"Hyperventilating" is a song by Jamaican reggae fusion singer Tami Chynn. It was released as the first single from her first album, Out of Many...One, which was released through SRC Records and Universal Music.

Background
The song uses the riddim that Stepz Medley used in other reggae songs like "We Be Burnin'" by Sean Paul.

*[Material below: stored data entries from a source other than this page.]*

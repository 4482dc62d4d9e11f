//! Error types for MAAS operations.
//!
//! This module provides the error taxonomy shared by every MAAS client crate,
//! the raw [`ServerError`] produced by the transport, and [`StatusPolicy`], the
//! declarative table used to translate HTTP status codes into semantic errors
//! on a per-operation basis.

use reqwest::StatusCode;
use serde::Serialize;
use thiserror::Error;

/// Main error type for MAAS operations.
#[derive(Error, Debug, Clone, PartialEq)]
pub enum Error {
    /// Resource does not exist
    #[error("{0}")]
    NotFound(String),

    /// No resource satisfies the requested constraints
    #[error("{0}")]
    NoMatch(String),

    /// Caller lacks the rights for the operation
    #[error("{0}")]
    PermissionDenied(String),

    /// Server rejected the request as malformed
    #[error("{0}")]
    BadRequest(String),

    /// Local argument validation failed before any request was made
    #[error("{0} not valid")]
    NotValid(String),

    /// Server could not complete the operation (e.g. resource exhaustion)
    #[error("{0}")]
    CannotComplete(String),

    /// Unmapped server status or internal consistency failure
    #[error("unexpected: {0}")]
    Unexpected(String),

    /// Payload did not match the expected schema
    #[error("decode error: {0}")]
    Decode(String),

    /// Untranslated non-2xx response from the transport
    #[error("{0}")]
    Server(ServerError),

    /// HTTP request failed
    #[error("HTTP request failed: {0}")]
    HttpError(String),

    /// Operation timed out
    #[error("Timeout waiting for MAAS: {0}")]
    Timeout(String),

    /// Configuration error
    #[error("Configuration error: {0}")]
    ConfigError(String),

    /// Invalid endpoint
    #[error("Invalid endpoint: {0}")]
    InvalidEndpoint(String),
}

/// Specialized result type for MAAS operations.
pub type Result<T> = std::result::Result<T, Error>;

/// Closed set of semantic error kinds callers branch on.
#[derive(Debug, Clone, Copy, PartialEq, Eq, Hash, Serialize)]
pub enum ErrorKind {
    /// Resource absent
    NotFound,
    /// Nothing satisfies the given constraints
    NoMatch,
    /// Caller lacks rights
    PermissionDenied,
    /// Malformed input, detected locally or by the server
    BadRequest,
    /// Transient resource exhaustion on the server
    CannotComplete,
    /// Anything not explicitly mapped
    Unexpected,
    /// Client/server contract mismatch in a payload
    Decode,
    /// Client construction or configuration problem
    Config,
}

/// Non-2xx response returned by a transport.
#[derive(Error, Debug, Clone, PartialEq, Eq)]
#[error("ServerError: {status} ({body})")]
pub struct ServerError {
    /// HTTP status code of the response
    pub status: StatusCode,
    /// Response body as text
    pub body: String,
}

impl ServerError {
    /// Create a server error from a status and body.
    #[must_use]
    pub fn new(status: StatusCode, body: impl Into<String>) -> Self {
        Self {
            status,
            body: body.into(),
        }
    }
}

/// Structured error response for serialization.
#[derive(Debug, Clone, Serialize, PartialEq)]
pub struct ErrorResponse {
    /// Error code for programmatic handling
    pub code: String,
    /// Semantic error kind
    pub kind: ErrorKind,
    /// Human-readable error message
    pub message: String,
}

impl Error {
    /// Build an error of the given kind carrying `message` verbatim.
    #[must_use]
    pub fn from_kind(kind: ErrorKind, message: impl Into<String>) -> Self {
        let message = message.into();
        match kind {
            ErrorKind::NotFound => Self::NotFound(message),
            ErrorKind::NoMatch => Self::NoMatch(message),
            ErrorKind::PermissionDenied => Self::PermissionDenied(message),
            ErrorKind::BadRequest => Self::BadRequest(message),
            ErrorKind::CannotComplete => Self::CannotComplete(message),
            ErrorKind::Unexpected => Self::Unexpected(message),
            ErrorKind::Decode => Self::Decode(message),
            ErrorKind::Config => Self::ConfigError(message),
        }
    }

    /// Returns the semantic kind of this error.
    #[must_use]
    pub const fn kind(&self) -> ErrorKind {
        match self {
            Self::NotFound(_) => ErrorKind::NotFound,
            Self::NoMatch(_) => ErrorKind::NoMatch,
            Self::PermissionDenied(_) => ErrorKind::PermissionDenied,
            Self::BadRequest(_) | Self::NotValid(_) => ErrorKind::BadRequest,
            Self::CannotComplete(_) => ErrorKind::CannotComplete,
            Self::Unexpected(_) | Self::Server(_) | Self::HttpError(_) | Self::Timeout(_) => {
                ErrorKind::Unexpected
            }
            Self::Decode(_) => ErrorKind::Decode,
            Self::ConfigError(_) | Self::InvalidEndpoint(_) => ErrorKind::Config,
        }
    }

    /// Returns the error code for this error type.
    #[must_use]
    pub const fn error_code(&self) -> &'static str {
        match self {
            Self::NotFound(_) => "NOT_FOUND",
            Self::NoMatch(_) => "NO_MATCH",
            Self::PermissionDenied(_) => "PERMISSION_DENIED",
            Self::BadRequest(_) => "BAD_REQUEST",
            Self::NotValid(_) => "NOT_VALID",
            Self::CannotComplete(_) => "CANNOT_COMPLETE",
            Self::Unexpected(_) => "UNEXPECTED",
            Self::Decode(_) => "DECODE_ERROR",
            Self::Server(_) => "SERVER_ERROR",
            Self::HttpError(_) => "HTTP_ERROR",
            Self::Timeout(_) => "TIMEOUT",
            Self::ConfigError(_) => "CONFIG_ERROR",
            Self::InvalidEndpoint(_) => "INVALID_ENDPOINT",
        }
    }

    /// Converts the error into an `ErrorResponse`.
    #[must_use]
    pub fn into_error_response(self) -> ErrorResponse {
        ErrorResponse {
            code: self.error_code().to_string(),
            kind: self.kind(),
            message: self.to_string(),
        }
    }

    /// Returns true if this error should be logged as a serious error.
    #[must_use]
    pub const fn should_log(&self) -> bool {
        matches!(
            self.kind(),
            ErrorKind::Unexpected | ErrorKind::Decode | ErrorKind::Config
        )
    }
}

/// Per-operation mapping of HTTP status codes onto error kinds.
///
/// The same status means different things depending on the endpoint that
/// raised it, so every operation carries its own table. `403 Forbidden` is
/// `PermissionDenied` unless a table says otherwise; any status not listed
/// becomes `Unexpected` with the server error text preserved.
#[derive(Debug, Clone, Copy, PartialEq, Eq)]
pub struct StatusPolicy {
    name: &'static str,
    rules: &'static [(StatusCode, ErrorKind)],
}

impl StatusPolicy {
    /// Create a policy for the named operation.
    #[must_use]
    pub const fn new(name: &'static str, rules: &'static [(StatusCode, ErrorKind)]) -> Self {
        Self { name, rules }
    }

    /// Operation name, used in logs.
    #[must_use]
    pub const fn name(&self) -> &'static str {
        self.name
    }

    /// Look up the kind for a status, if mapped.
    #[must_use]
    pub fn kind_for(&self, status: StatusCode) -> Option<ErrorKind> {
        self.rules
            .iter()
            .find(|(code, _)| *code == status)
            .map(|(_, kind)| *kind)
            .or_else(|| (status == StatusCode::FORBIDDEN).then_some(ErrorKind::PermissionDenied))
    }

    /// Translate a transport error into the operation's error taxonomy.
    ///
    /// Only server responses and raw transport failures are reclassified;
    /// errors that already carry a kind pass through unchanged.
    #[must_use]
    pub fn translate(&self, err: Error) -> Error {
        match err {
            Error::Server(server) => match self.kind_for(server.status) {
                Some(kind) => Error::from_kind(kind, server.body),
                None => Error::Unexpected(server.to_string()),
            },
            err @ (Error::HttpError(_) | Error::Timeout(_)) => Error::Unexpected(err.to_string()),
            other => other,
        }
    }
}

// Conversions from external error types
impl From<reqwest::Error> for Error {
    fn from(err: reqwest::Error) -> Self {
        if err.is_timeout() {
            Self::Timeout(err.to_string())
        } else {
            Self::HttpError(err.to_string())
        }
    }
}

impl From<url::ParseError> for Error {
    fn from(err: url::ParseError) -> Self {
        Self::InvalidEndpoint(err.to_string())
    }
}

impl From<serde_json::Error> for Error {
    fn from(err: serde_json::Error) -> Self {
        Self::Decode(err.to_string())
    }
}

impl From<validator::ValidationErrors> for Error {
    fn from(err: validator::ValidationErrors) -> Self {
        Self::ConfigError(err.to_string())
    }
}

impl From<ServerError> for Error {
    fn from(err: ServerError) -> Self {
        Self::Server(err)
    }
}
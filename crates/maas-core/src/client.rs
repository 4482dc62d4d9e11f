//! HTTP client tuning and retry logic.
//!
//! [`ClientConfig`] shapes the underlying `reqwest::Client`; [`RetryPolicy`]
//! decides how often, and after how long, a request that never reached the
//! MAAS region controller is attempted again.

use std::time::Duration;

use crate::error::{Error, Result};

/// Default request timeout in seconds
pub const MAAS_DEFAULT_TIMEOUT: u64 = 30;

/// API version used when none is configured
pub const DEFAULT_API_VERSION: &str = "2.0";

/// User agent sent with every request
pub const DEFAULT_USER_AGENT: &str = concat!("maas-client-rs/", env!("CARGO_PKG_VERSION"));

/// Default idle timeout for connection pools
pub const DEFAULT_POOL_IDLE_TIMEOUT: u64 = 90;

/// Default maximum idle connections per host
pub const DEFAULT_POOL_MAX_IDLE_PER_HOST: usize = 10;

/// Default maximum number of retry attempts
pub const DEFAULT_MAX_RETRIES: u32 = 3;

/// Default initial retry delay in milliseconds
pub const DEFAULT_RETRY_DELAY_MS: u64 = 500;

/// Default maximum retry delay in milliseconds
pub const DEFAULT_RETRY_MAX_DELAY_MS: u64 = 5000;

/// Retry policy with exponential backoff.
///
/// Only failures where no HTTP response was received are retried. A status
/// code, even a 5xx, is an answer from the server and is handed back to the
/// caller for translation.
#[derive(Debug, Clone, Copy, PartialEq, Eq)]
pub struct RetryPolicy {
    /// Maximum number of retry attempts
    pub max_retries: u32,

    /// Initial delay before first retry
    pub initial_delay: Duration,

    /// Maximum delay between retries
    pub max_delay: Duration,

    /// Backoff multiplier
    pub backoff_multiplier: u32,
}

impl RetryPolicy {
    /// Create a new retry policy with default values.
    #[must_use]
    pub const fn new() -> Self {
        Self {
            max_retries: DEFAULT_MAX_RETRIES,
            initial_delay: Duration::from_millis(DEFAULT_RETRY_DELAY_MS),
            max_delay: Duration::from_millis(DEFAULT_RETRY_MAX_DELAY_MS),
            backoff_multiplier: 2,
        }
    }

    /// Create a retry policy with no retries.
    #[must_use]
    pub const fn no_retry() -> Self {
        Self {
            max_retries: 0,
            initial_delay: Duration::from_millis(0),
            max_delay: Duration::from_millis(0),
            backoff_multiplier: 1,
        }
    }

    /// Set the maximum number of retries.
    #[must_use]
    pub const fn with_max_retries(mut self, retries: u32) -> Self {
        self.max_retries = retries;
        self
    }

    /// Set the initial delay.
    #[must_use]
    pub const fn with_initial_delay(mut self, delay: Duration) -> Self {
        self.initial_delay = delay;
        self
    }

    /// Set the maximum delay.
    #[must_use]
    pub const fn with_max_delay(mut self, delay: Duration) -> Self {
        self.max_delay = delay;
        self
    }

    /// Set the backoff multiplier.
    #[must_use]
    pub const fn with_backoff_multiplier(mut self, multiplier: u32) -> Self {
        self.backoff_multiplier = multiplier;
        self
    }

    /// Calculate delay for a given attempt number.
    ///
    /// `min(initial_delay * multiplier^(attempt - 1), max_delay)`; attempt 0 is immediate.
    #[must_use]
    pub fn delay_for_attempt(&self, attempt: u32) -> Duration {
        if attempt == 0 {
            return Duration::from_secs(0);
        }

        let multiplier = self.backoff_multiplier.saturating_pow(attempt - 1);
        let delay = self.initial_delay.saturating_mul(multiplier);

        std::cmp::min(delay, self.max_delay)
    }

    /// Check if retries are enabled.
    #[must_use]
    pub const fn has_retries(&self) -> bool {
        self.max_retries > 0
    }

    /// Whether another attempt is allowed after `attempt` failed with `err`.
    ///
    /// Connect failures never reached the server. A timeout may have, so it
    /// is retried only for idempotent methods.
    #[must_use]
    pub fn should_retry(
        &self,
        attempt: u32,
        method: &reqwest::Method,
        err: &reqwest::Error,
    ) -> bool {
        attempt < self.max_retries
            && (err.is_connect() || (err.is_timeout() && method.is_idempotent()))
    }
}

impl Default for RetryPolicy {
    fn default() -> Self {
        Self::new()
    }
}

/// HTTP client configuration.
#[derive(Debug, Clone)]
pub struct ClientConfig {
    /// Request timeout
    pub timeout: Duration,

    /// Retry policy
    pub retry_policy: RetryPolicy,

    /// Connection pool idle timeout
    pub pool_idle_timeout: Duration,

    /// Maximum idle connections per host
    pub pool_max_idle_per_host: usize,

    /// Verify the server's TLS certificate
    pub tls_verify: bool,

    /// Enable response compression
    pub enable_compression: bool,
}

impl ClientConfig {
    /// Create a new client configuration with default values.
    #[must_use]
    pub const fn new() -> Self {
        Self {
            timeout: Duration::from_secs(MAAS_DEFAULT_TIMEOUT),
            retry_policy: RetryPolicy::new(),
            pool_idle_timeout: Duration::from_secs(DEFAULT_POOL_IDLE_TIMEOUT),
            pool_max_idle_per_host: DEFAULT_POOL_MAX_IDLE_PER_HOST,
            tls_verify: true,
            enable_compression: true,
        }
    }

    /// Set request timeout.
    #[must_use]
    pub const fn with_timeout(mut self, timeout: Duration) -> Self {
        self.timeout = timeout;
        self
    }

    /// Set retry policy.
    #[must_use]
    pub const fn with_retry_policy(mut self, policy: RetryPolicy) -> Self {
        self.retry_policy = policy;
        self
    }

    /// Disable retries.
    #[must_use]
    pub const fn without_retries(mut self) -> Self {
        self.retry_policy = RetryPolicy::no_retry();
        self
    }

    /// Set connection pool idle timeout.
    #[must_use]
    pub const fn with_pool_idle_timeout(mut self, timeout: Duration) -> Self {
        self.pool_idle_timeout = timeout;
        self
    }

    /// Set maximum idle connections per host.
    #[must_use]
    pub const fn with_pool_max_idle(mut self, max: usize) -> Self {
        self.pool_max_idle_per_host = max;
        self
    }

    /// Enable or disable TLS certificate verification.
    #[must_use]
    pub const fn with_tls_verify(mut self, verify: bool) -> Self {
        self.tls_verify = verify;
        self
    }

    /// Enable or disable compression.
    #[must_use]
    pub const fn with_compression(mut self, enabled: bool) -> Self {
        self.enable_compression = enabled;
        self
    }

    /// Build a `reqwest::Client` from this configuration.
    ///
    /// # Errors
    ///
    /// Returns `Error::ConfigError` if the TLS backend cannot be initialised.
    pub fn build_http_client(&self) -> Result<reqwest::Client> {
        reqwest::Client::builder()
            .timeout(self.timeout)
            .pool_idle_timeout(self.pool_idle_timeout)
            .pool_max_idle_per_host(self.pool_max_idle_per_host)
            .danger_accept_invalid_certs(!self.tls_verify)
            .gzip(self.enable_compression)
            .user_agent(DEFAULT_USER_AGENT)
            .build()
            .map_err(|e| Error::ConfigError(format!("failed to build HTTP client: {e}")))
    }
}

impl Default for ClientConfig {
    fn default() -> Self {
        Self::new()
    }
}
//! # maas-core
//!
//! Core types and utilities for talking to a MAAS region controller.
//!
//! This crate provides the error taxonomy, request parameter builder, HTTP
//! transport and configuration shared by the typed MAAS API client.
//!
//! ## Modules
//!
//! - [`error`] - Error types and per-operation HTTP status mapping
//! - [`query`] - Ordered multi-valued request parameters
//! - [`client`] - HTTP client tuning and retry policy
//! - [`config`] - Validated client configuration
//! - [`transport`] - The `ControllerInterface` contract and its reqwest implementation

#![deny(missing_docs)]
#![deny(clippy::all)]
#![warn(clippy::pedantic)]
#![allow(clippy::module_name_repetitions)]

pub mod client;
pub mod config;
pub mod error;
pub mod query;
pub mod transport;

// Re-export commonly used types
pub use config::MaasClientConfig;
pub use error::{Error, ErrorKind, Result, ServerError, StatusPolicy};
pub use query::QueryParams;
pub use transport::{ControllerInterface, HttpController, HttpControllerBuilder};
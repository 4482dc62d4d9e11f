//! MAAS client and data models.
//!
//! Provides typed structures and an asynchronous client for enumerating,
//! allocating, deploying and reconfiguring machines and their networking
//! through the MAAS region API.

#![deny(missing_docs)]
#![deny(clippy::all)]
#![warn(clippy::pedantic)]
#![allow(clippy::module_name_repetitions)]

pub mod args;
pub mod client;
pub mod constraints;
pub mod models;
pub mod operations;

pub use args::{
    AddFileArgs, AllocateMachineArgs, CommissionMachineArgs, CreateInterfaceArgs,
    CreateMachineNodeArgs, CreateNodeArgs, DeployMachineArgs, DevicesArgs, InterfaceSpec,
    LinkMode, LinkSubnetArgs, MachinesArgs, NodesArgs, ReleaseMachinesArgs, StorageSpec,
    UpdateInterfaceArgs,
};
pub use client::{MaasClient, MaasClientBuilder};
pub use constraints::{parse_constraint_matches, ConstraintMatches};
pub use models::{
    BlockDevice, BootResource, Device, Fabric, File, Filesystem, InterfaceHost, Link, Machine,
    NetworkInterface, Node, Partition, Space, StaticRoute, Subnet, Vlan, Zone,
};
pub use operations::{MachineOp, MachinesOp};

/// Convenient result alias sharing the `maas-core` error type.
pub type Result<T> = maas_core::Result<T>;
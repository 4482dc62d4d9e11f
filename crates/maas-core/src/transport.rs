//! Transport contract and its reqwest implementation.
//!
//! Everything above this module talks to the region controller only through
//! [`ControllerInterface`]: a verb, a path, an optional `op` name and a set of
//! form parameters in, raw bytes or an [`Error::Server`] out. [`HttpController`]
//! is the production implementation; tests substitute `MockControllerInterface`.

use std::collections::BTreeSet;
use std::time::Duration;

use async_trait::async_trait;
use reqwest::multipart::{Form, Part};
use reqwest::{Client, Method};
use secrecy::{ExposeSecret, SecretString};
use serde::Deserialize;
use tokio::time::sleep;
use tracing::{debug, info};
use url::Url;

use crate::client::{ClientConfig, RetryPolicy, DEFAULT_API_VERSION};
use crate::config::MaasClientConfig;
use crate::error::{Error, Result, ServerError};
use crate::query::QueryParams;

/// Minimal HTTP contract consumed by the MAAS operations.
///
/// Relative paths are resolved under the versioned API root; paths starting
/// with `/` are resource URIs returned by the server and are resolved against
/// its origin. A non-2xx response is always reported as [`Error::Server`].
#[cfg_attr(any(test, feature = "mock"), mockall::automock)]
#[async_trait]
pub trait ControllerInterface: Send + Sync {
    /// `GET path?op=<op>` with `params` in the query string.
    async fn get(&self, path: &str, op: &str, params: &QueryParams) -> Result<Vec<u8>>;

    /// `POST path?op=<op>` with `params` as an urlencoded form.
    async fn post(&self, path: &str, op: &str, params: &QueryParams) -> Result<Vec<u8>>;

    /// `POST path?op=<op>` as multipart, with `file` in a `file` part.
    async fn post_file(
        &self,
        path: &str,
        op: &str,
        params: &QueryParams,
        file: Vec<u8>,
    ) -> Result<Vec<u8>>;

    /// `PUT path` with `params` as an urlencoded form.
    async fn put(&self, path: &str, params: &QueryParams) -> Result<Vec<u8>>;

    /// `DELETE path`.
    async fn delete(&self, path: &str) -> Result<()>;

    /// Capabilities advertised by the server's `version/` endpoint.
    async fn api_version_info(&self) -> Result<BTreeSet<String>>;
}

/// OAuth 1.0 PLAINTEXT credentials parsed from a MAAS API key.
#[derive(Clone)]
struct Credentials {
    consumer_key: String,
    token_key: String,
    token_secret: SecretString,
}

impl Credentials {
    fn parse(api_key: &str) -> Result<Self> {
        let parts: Vec<&str> = api_key.split(':').collect();
        match parts.as_slice() {
            [consumer, token, secret] => Ok(Self {
                consumer_key: (*consumer).to_string(),
                token_key: (*token).to_string(),
                token_secret: SecretString::from((*secret).to_string()),
            }),
            _ => Err(Error::ConfigError(format!(
                "invalid API key: expected 3 colon-separated parts, got {}",
                parts.len()
            ))),
        }
    }

    fn authorization(&self) -> String {
        let nonce = uuid::Uuid::new_v4();
        let timestamp = chrono::Utc::now().timestamp();
        let secret: String =
            url::form_urlencoded::byte_serialize(self.token_secret.expose_secret().as_bytes())
                .collect();
        format!(
            "OAuth oauth_version=\"1.0\", oauth_signature_method=\"PLAINTEXT\", \
             oauth_consumer_key=\"{}\", oauth_token=\"{}\", oauth_signature=\"&{secret}\", \
             oauth_nonce=\"{nonce}\", oauth_timestamp=\"{timestamp}\"",
            self.consumer_key, self.token_key
        )
    }
}

impl std::fmt::Debug for Credentials {
    fn fmt(&self, f: &mut std::fmt::Formatter<'_>) -> std::fmt::Result {
        f.debug_struct("Credentials")
            .field("consumer_key", &self.consumer_key)
            .field("token_key", &self.token_key)
            .finish_non_exhaustive()
    }
}

/// Builder for [`HttpController`].
#[derive(Debug, Clone)]
pub struct HttpControllerBuilder {
    base_url: Url,
    api_version: String,
    api_key: Option<String>,
    http_config: ClientConfig,
}

impl HttpControllerBuilder {
    /// Create a new builder for the region controller at `base_url`.
    ///
    /// # Errors
    ///
    /// Returns `Error::ConfigError` if the URL cannot be parsed.
    pub fn new(base_url: impl AsRef<str>) -> Result<Self> {
        let url = Url::parse(base_url.as_ref()).map_err(|err| {
            Error::ConfigError(format!(
                "Invalid MAAS base URL `{}`: {err}",
                base_url.as_ref()
            ))
        })?;

        Ok(Self {
            base_url: url,
            api_version: DEFAULT_API_VERSION.to_string(),
            api_key: None,
            http_config: ClientConfig::new(),
        })
    }

    /// Create a builder from a validated [`MaasClientConfig`].
    ///
    /// # Errors
    ///
    /// Returns `Error::ConfigError` if the base URL cannot be parsed.
    pub fn from_config(config: &MaasClientConfig) -> Result<Self> {
        let mut builder = Self::new(&config.base_url)?
            .with_api_version(config.api_version.clone())
            .with_http_config(config.client_config());
        builder.api_key.clone_from(&config.api_key);
        Ok(builder)
    }

    /// Authenticate with a `consumer_key:token_key:token_secret` API key.
    #[must_use]
    pub fn with_api_key(mut self, api_key: impl Into<String>) -> Self {
        self.api_key = Some(api_key.into());
        self
    }

    /// Override the API version (default `2.0`).
    #[must_use]
    pub fn with_api_version(mut self, version: impl Into<String>) -> Self {
        self.api_version = version.into();
        self
    }

    /// Override the HTTP client configuration.
    #[must_use]
    pub fn with_http_config(mut self, config: ClientConfig) -> Self {
        self.http_config = config;
        self
    }

    /// Override the retry policy.
    #[must_use]
    pub fn with_retry_policy(mut self, retry: RetryPolicy) -> Self {
        self.http_config.retry_policy = retry;
        self
    }

    /// Build the controller.
    ///
    /// # Errors
    ///
    /// Returns `Error::ConfigError` for a malformed API key or HTTP setup failure.
    pub fn build(self) -> Result<HttpController> {
        let credentials = self.api_key.as_deref().map(Credentials::parse).transpose()?;
        let http = self.http_config.build_http_client()?;

        let mut base = self.base_url;
        if !base.path().ends_with('/') {
            let path = format!("{}/", base.path());
            base.set_path(&path);
        }
        let api_root = base.join(&format!("api/{}/", self.api_version))?;

        Ok(HttpController {
            http,
            api_root,
            credentials,
            retry_policy: self.http_config.retry_policy,
        })
    }
}

/// Request payload variants sent by [`HttpController`].
enum Payload<'a> {
    Query(&'a QueryParams),
    Form(&'a QueryParams),
    Multipart(&'a QueryParams, &'a [u8]),
    Empty,
}

/// reqwest-backed [`ControllerInterface`] with OAuth PLAINTEXT signing.
#[derive(Debug, Clone)]
pub struct HttpController {
    http: Client,
    api_root: Url,
    credentials: Option<Credentials>,
    retry_policy: RetryPolicy,
}

impl HttpController {
    /// Construct an anonymous controller with default settings.
    ///
    /// # Errors
    ///
    /// Returns `Error::ConfigError` if the URL cannot be parsed.
    pub fn new(base_url: impl AsRef<str>) -> Result<Self> {
        HttpControllerBuilder::new(base_url)?.build()
    }

    /// Versioned API root, e.g. `http://maas:5240/MAAS/api/2.0/`.
    #[must_use]
    pub fn api_root(&self) -> &Url {
        &self.api_root
    }

    /// Resolve `path` to a full URL, always with a trailing slash.
    ///
    /// # Errors
    ///
    /// Returns `Error::InvalidEndpoint` if the path cannot be joined.
    pub fn resolve(&self, path: &str) -> Result<Url> {
        let mut path = path.to_string();
        if !path.ends_with('/') {
            path.push('/');
        }
        self.api_root
            .join(&path)
            .map_err(|err| Error::InvalidEndpoint(format!("Invalid MAAS path `{path}`: {err}")))
    }

    async fn dispatch(
        &self,
        method: Method,
        path: &str,
        op: &str,
        payload: Payload<'_>,
    ) -> Result<Vec<u8>> {
        let url = self.resolve(path)?;
        let mut attempt = 0;

        loop {
            let mut request = self.http.request(method.clone(), url.clone());
            if !op.is_empty() {
                request = request.query(&[("op", op)]);
            }
            request = match &payload {
                Payload::Query(params) => request.query(params.pairs()),
                Payload::Form(params) => request.form(params.pairs()),
                Payload::Multipart(params, file) => request.multipart(multipart(params, file)),
                Payload::Empty => request,
            };
            if let Some(credentials) = &self.credentials {
                request = request.header(reqwest::header::AUTHORIZATION, credentials.authorization());
            }
            request = request.header(reqwest::header::ACCEPT, "application/json");

            info!(%method, path, op, attempt, "MAAS request");

            match request.send().await {
                Ok(response) => {
                    let status = response.status();
                    let bytes = response.bytes().await.map_err(|err| {
                        Error::HttpError(format!("Failed to read MAAS response body: {err}"))
                    })?;

                    if status.is_success() {
                        return Ok(bytes.to_vec());
                    }
                    let body = String::from_utf8_lossy(&bytes).into_owned();
                    return Err(ServerError::new(status, body).into());
                }
                Err(err) => {
                    if !self.retry_policy.should_retry(attempt, &method, &err) {
                        return Err(err.into());
                    }
                }
            }

            attempt += 1;
            let delay = self.retry_policy.delay_for_attempt(attempt);
            if delay > Duration::from_millis(0) {
                debug!("Retrying MAAS request after {:?}", delay);
                sleep(delay).await;
            }
        }
    }
}

fn multipart(params: &QueryParams, file: &[u8]) -> Form {
    let file_name = params.get("filename").unwrap_or("file").to_string();
    params
        .pairs()
        .iter()
        .fold(Form::new(), |form, (name, value)| {
            form.text(name.clone(), value.clone())
        })
        .part("file", Part::bytes(file.to_vec()).file_name(file_name))
}

#[derive(Deserialize)]
struct VersionInfo {
    #[serde(default)]
    capabilities: Vec<String>,
}

#[async_trait]
impl ControllerInterface for HttpController {
    async fn get(&self, path: &str, op: &str, params: &QueryParams) -> Result<Vec<u8>> {
        self.dispatch(Method::GET, path, op, Payload::Query(params))
            .await
    }

    async fn post(&self, path: &str, op: &str, params: &QueryParams) -> Result<Vec<u8>> {
        self.dispatch(Method::POST, path, op, Payload::Form(params))
            .await
    }

    async fn post_file(
        &self,
        path: &str,
        op: &str,
        params: &QueryParams,
        file: Vec<u8>,
    ) -> Result<Vec<u8>> {
        self.dispatch(Method::POST, path, op, Payload::Multipart(params, &file))
            .await
    }

    async fn put(&self, path: &str, params: &QueryParams) -> Result<Vec<u8>> {
        self.dispatch(Method::PUT, path, "", Payload::Form(params))
            .await
    }

    async fn delete(&self, path: &str) -> Result<()> {
        self.dispatch(Method::DELETE, path, "", Payload::Empty)
            .await
            .map(|_| ())
    }

    async fn api_version_info(&self) -> Result<BTreeSet<String>> {
        let bytes = self
            .dispatch(Method::GET, "version/", "", Payload::Empty)
            .await?;
        let info: VersionInfo = serde_json::from_slice(&bytes)?;
        Ok(info.capabilities.into_iter().collect())
    }
}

The single was her first song to be released outside of Jamaica after being signed to Universal Mowtown Records but only managed to be an online hit failing to enter the charts.

Music video
The video was directed by Tim Naylor and shot at Shadow Studios in New York City in October, 2005

The video starts with footage of Tami Chynn riding on the back of a scooter and then shows her dancing in a house with flashes to other dancers.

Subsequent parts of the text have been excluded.